In an action to recover damages for personal injuries, etc., the plaintiff appeals, as limited by his notice of appeal and brief, from so much of an order of the Supreme Court, Kings County (Hinds-Radix, J.), dated October 4, 2006, as granted that branch of the cross motion of the defendant Charles Vendikos which was for summary judgment dismissing the complaint insofar as asserted against him.
Anne Marie D. Russo (Sweetbaum Sweetbaum, Lake Success, N.Y. [Marshall D. Sweetbaum] of counsel), for appellant.

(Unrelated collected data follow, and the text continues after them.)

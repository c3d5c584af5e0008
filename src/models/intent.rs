//! Query intent model.
//!
//! A [`QueryIntent`] is the structured reading of one free-text request. It is
//! built fresh for each request and dropped once the reply is produced.

use std::fmt;

use serde::{Deserialize, Serialize};

use crate::calendar::Month;

use super::{AccessType, AttendanceStatus};

/// The wire value that selects every department.
pub const ALL_DEPARTMENTS: &str = "ALL";

/// The department slot of an intent or report request.
///
/// On the wire this is `"<canonical name>"`, `"ALL"` or `null`.
///
/// # Example
///
/// ```
/// use pdks_assistant::models::DepartmentSlot;
///
/// let slot: DepartmentSlot = serde_json::from_str("\"ALL\"").unwrap();
/// assert_eq!(slot, DepartmentSlot::All);
///
/// let slot: DepartmentSlot = serde_json::from_str("null").unwrap();
/// assert_eq!(slot, DepartmentSlot::Unknown);
///
/// let slot: DepartmentSlot = serde_json::from_str("\"Finans\"").unwrap();
/// assert_eq!(slot, DepartmentSlot::Named("Finans".to_string()));
/// ```
#[derive(Debug, Clone, PartialEq, Eq, Default, Serialize, Deserialize)]
#[serde(from = "Option<String>", into = "Option<String>")]
pub enum DepartmentSlot {
    /// A canonical department name.
    Named(String),
    /// Every department.
    All,
    /// No department was resolved.
    #[default]
    Unknown,
}

impl DepartmentSlot {
    /// Returns true unless the slot is [`DepartmentSlot::Unknown`].
    pub fn is_resolved(&self) -> bool {
        !matches!(self, DepartmentSlot::Unknown)
    }
}

impl From<Option<String>> for DepartmentSlot {
    fn from(value: Option<String>) -> Self {
        match value {
            None => DepartmentSlot::Unknown,
            Some(name) => {
                let name = name.trim();
                if name.is_empty() {
                    DepartmentSlot::Unknown
                } else if name.eq_ignore_ascii_case(ALL_DEPARTMENTS) {
                    DepartmentSlot::All
                } else {
                    DepartmentSlot::Named(name.to_string())
                }
            }
        }
    }
}

impl From<DepartmentSlot> for Option<String> {
    fn from(slot: DepartmentSlot) -> Self {
        match slot {
            DepartmentSlot::Named(name) => Some(name),
            DepartmentSlot::All => Some(ALL_DEPARTMENTS.to_string()),
            DepartmentSlot::Unknown => None,
        }
    }
}

/// Export format requested alongside a report.
#[derive(Debug, Clone, Copy, PartialEq, Eq, Hash, Serialize, Deserialize)]
#[serde(rename_all = "snake_case")]
pub enum ReportFormat {
    /// Spreadsheet export.
    Excel,
    /// PDF export.
    Pdf,
}

impl ReportFormat {
    /// The display name used in summaries.
    pub fn label(self) -> &'static str {
        match self {
            ReportFormat::Excel => "Excel",
            ReportFormat::Pdf => "PDF",
        }
    }
}

/// Conversational openers that short-circuit report handling.
#[derive(Debug, Clone, Copy, PartialEq, Eq, Hash, Serialize, Deserialize)]
#[serde(rename_all = "snake_case")]
pub enum SmallTalk {
    /// "merhaba", "selam", ...
    Greeting,
    /// "teşekkürler", "sağol", ...
    Thanks,
}

/// The slot a matched token was assigned to.
#[derive(Debug, Clone, Copy, PartialEq, Eq, Hash, Serialize, Deserialize)]
#[serde(rename_all = "snake_case")]
pub enum Slot {
    /// Department (canonical name, alias or wildcard).
    Department,
    /// Month keyword or "N. ay" pattern.
    Month,
    /// Explicit or relative year.
    Year,
    /// Entry/exit direction.
    Action,
    /// Export format.
    Format,
    /// Late/early-leave status.
    Status,
    /// Report trigger keyword.
    Query,
    /// Greeting or thanks keyword.
    SmallTalk,
}

impl fmt::Display for Slot {
    fn fmt(&self, f: &mut fmt::Formatter<'_>) -> fmt::Result {
        let name = match self {
            Slot::Department => "department",
            Slot::Month => "month",
            Slot::Year => "year",
            Slot::Action => "action",
            Slot::Format => "format",
            Slot::Status => "status",
            Slot::Query => "query",
            Slot::SmallTalk => "small_talk",
        };
        f.write_str(name)
    }
}

/// One entry of the match trace: which literal token filled which slot.
#[derive(Debug, Clone, PartialEq, Eq, Serialize, Deserialize)]
pub struct SlotMatch {
    /// The slot that was filled.
    pub slot: Slot,
    /// The literal token found in the text.
    pub token: String,
}

/// The structured reading of a free-text request.
#[derive(Debug, Clone, PartialEq, Eq, Serialize, Deserialize)]
pub struct QueryIntent {
    /// The resolved department.
    pub department: DepartmentSlot,
    /// The resolved month, if any.
    pub month: Option<Month>,
    /// The report year (explicit or the current year).
    pub year: i32,
    /// Whether the year came from the text rather than the default.
    pub year_explicit: bool,
    /// The requested direction, if any.
    pub action: Option<AccessType>,
    /// The requested export format, if any.
    pub format: Option<ReportFormat>,
    /// The requested late/early-leave filter, if any.
    pub status: Option<AttendanceStatus>,
    /// True if a report trigger keyword was present.
    pub is_query: bool,
    /// Greeting or thanks detected in the text.
    pub small_talk: Option<SmallTalk>,
    /// Ordered trace of matched tokens.
    pub matches: Vec<SlotMatch>,
}

impl QueryIntent {
    /// Creates an empty intent for the given year.
    pub fn empty(year: i32) -> Self {
        Self {
            department: DepartmentSlot::Unknown,
            month: None,
            year,
            year_explicit: false,
            action: None,
            format: None,
            status: None,
            is_query: false,
            small_talk: None,
            matches: Vec::new(),
        }
    }

    /// Returns the token that filled `slot`, if one did.
    pub fn matched_token(&self, slot: Slot) -> Option<&str> {
        self.matches
            .iter()
            .find(|m| m.slot == slot)
            .map(|m| m.token.as_str())
    }
}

Hammill, O'Brien, Croutier, Dempsey Pender, P.C., Syosset, N.Y. (Anton Piotroski of counsel), for respondent.
Before: Rivera, J.P., Krausman, Skelos and Balkin, JJ., concur.
Ordered that the order is affirmed insofar as appealed from, with costs.

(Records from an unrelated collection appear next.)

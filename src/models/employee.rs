//! Employee model.
//!
//! Employees link attendance records to departments. The department link is
//! optional: an employee may not belong to any department.

use serde::{Deserialize, Serialize};

/// Represents an employee whose card readings appear in attendance reports.
#[derive(Debug, Clone, PartialEq, Eq, Serialize, Deserialize)]
pub struct Employee {
    /// Unique identifier for the employee.
    pub id: i64,
    /// The employee's first name.
    pub first_name: String,
    /// The employee's last name.
    pub last_name: String,
    /// The department the employee belongs to, if any.
    #[serde(default)]
    pub department_id: Option<i64>,
}

impl Employee {
    /// Returns the display name used in report rows ("first last").
    ///
    /// # Examples
    ///
    /// ```
    /// use pdks_assistant::models::Employee;
    ///
    /// let employee = Employee {
    ///     id: 7,
    ///     first_name: "Zeynep".to_string(),
    ///     last_name: "Arslan".to_string(),
    ///     department_id: Some(1),
    /// };
    /// assert_eq!(employee.full_name(), "Zeynep Arslan");
    /// ```
    pub fn full_name(&self) -> String {
        format!("{} {}", self.first_name, self.last_name)
    }
}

A property owner is under no duty to pedestrians to remove ice and snow that naturally accumulates upon the sidewalk in front of the premises unless a statute or ordinance specifically imposes tort liability for failing to do so ( see D'Ambrosio v City of New York), 55 NY2d 454; Reynolds v Gendron), 28 AD3d 735; Wu Zhou Wu v Korea Shuttle Express Corp.), 23 AD3d 376; Martinez v City of New York), 20 AD3d 513). No such statute was in place in New York City prior to September 14, 2003, the effective date of a revision to the Administrative Code of the City of New York imposing tort liability on certain abutting landowners, including the defendant property owner herein, for the negligent failure to remove snow and ice ( see Administrative Code of the City of New York § 7-210; Wu Zhou Wu v Korea Shuttle Express Corp., supra; Martinez v City of New York, supra; Klotz v City of New York), 9 AD3d 392). However, since the subject accident occurred prior to September 14, 2003, the statute does not apply here and the defendant property owner can only be held liable for the plaintiffs accident if he or someone on his behalf undertook snow removal efforts which made the naturally-occurring conditions more hazardous ( see Reynolds v Gendron, supra; Martinez v City of New York, supra; Friedman v Stauber), 18 AD3d 606).
Here, the defendant property owner made a prima facie showing of his entitlement to judgment as a matter of law by submitting evidence that neither he nor anyone acting on his behalf made the condition of the sidewalk more hazardous through negligent or improper snow removal efforts ( see Reynolds v Gendron, supra; Wu Zhou Wu v Korea Shuttle Express Corp., supra; Schor v City of New York), 304 AD2d 550; Feiler v Greystone Bldg. Co.), 302 AD2d 221). The plaintiff's speculation that a commercial tenant must have shoveled the sidewalk on the property owner's behalf was insufficient to raise an issue of fact as to whether the property owner undertook snow removal efforts, or created a more hazardous condition ( see Krichevskaya v City of New York), 30 AD3d 471; Wu Zhou Wu v Korea Shuttle Express Corp., supra; Rao v Hatanian, 2 AD3d 616; Schor v City of New York, supra).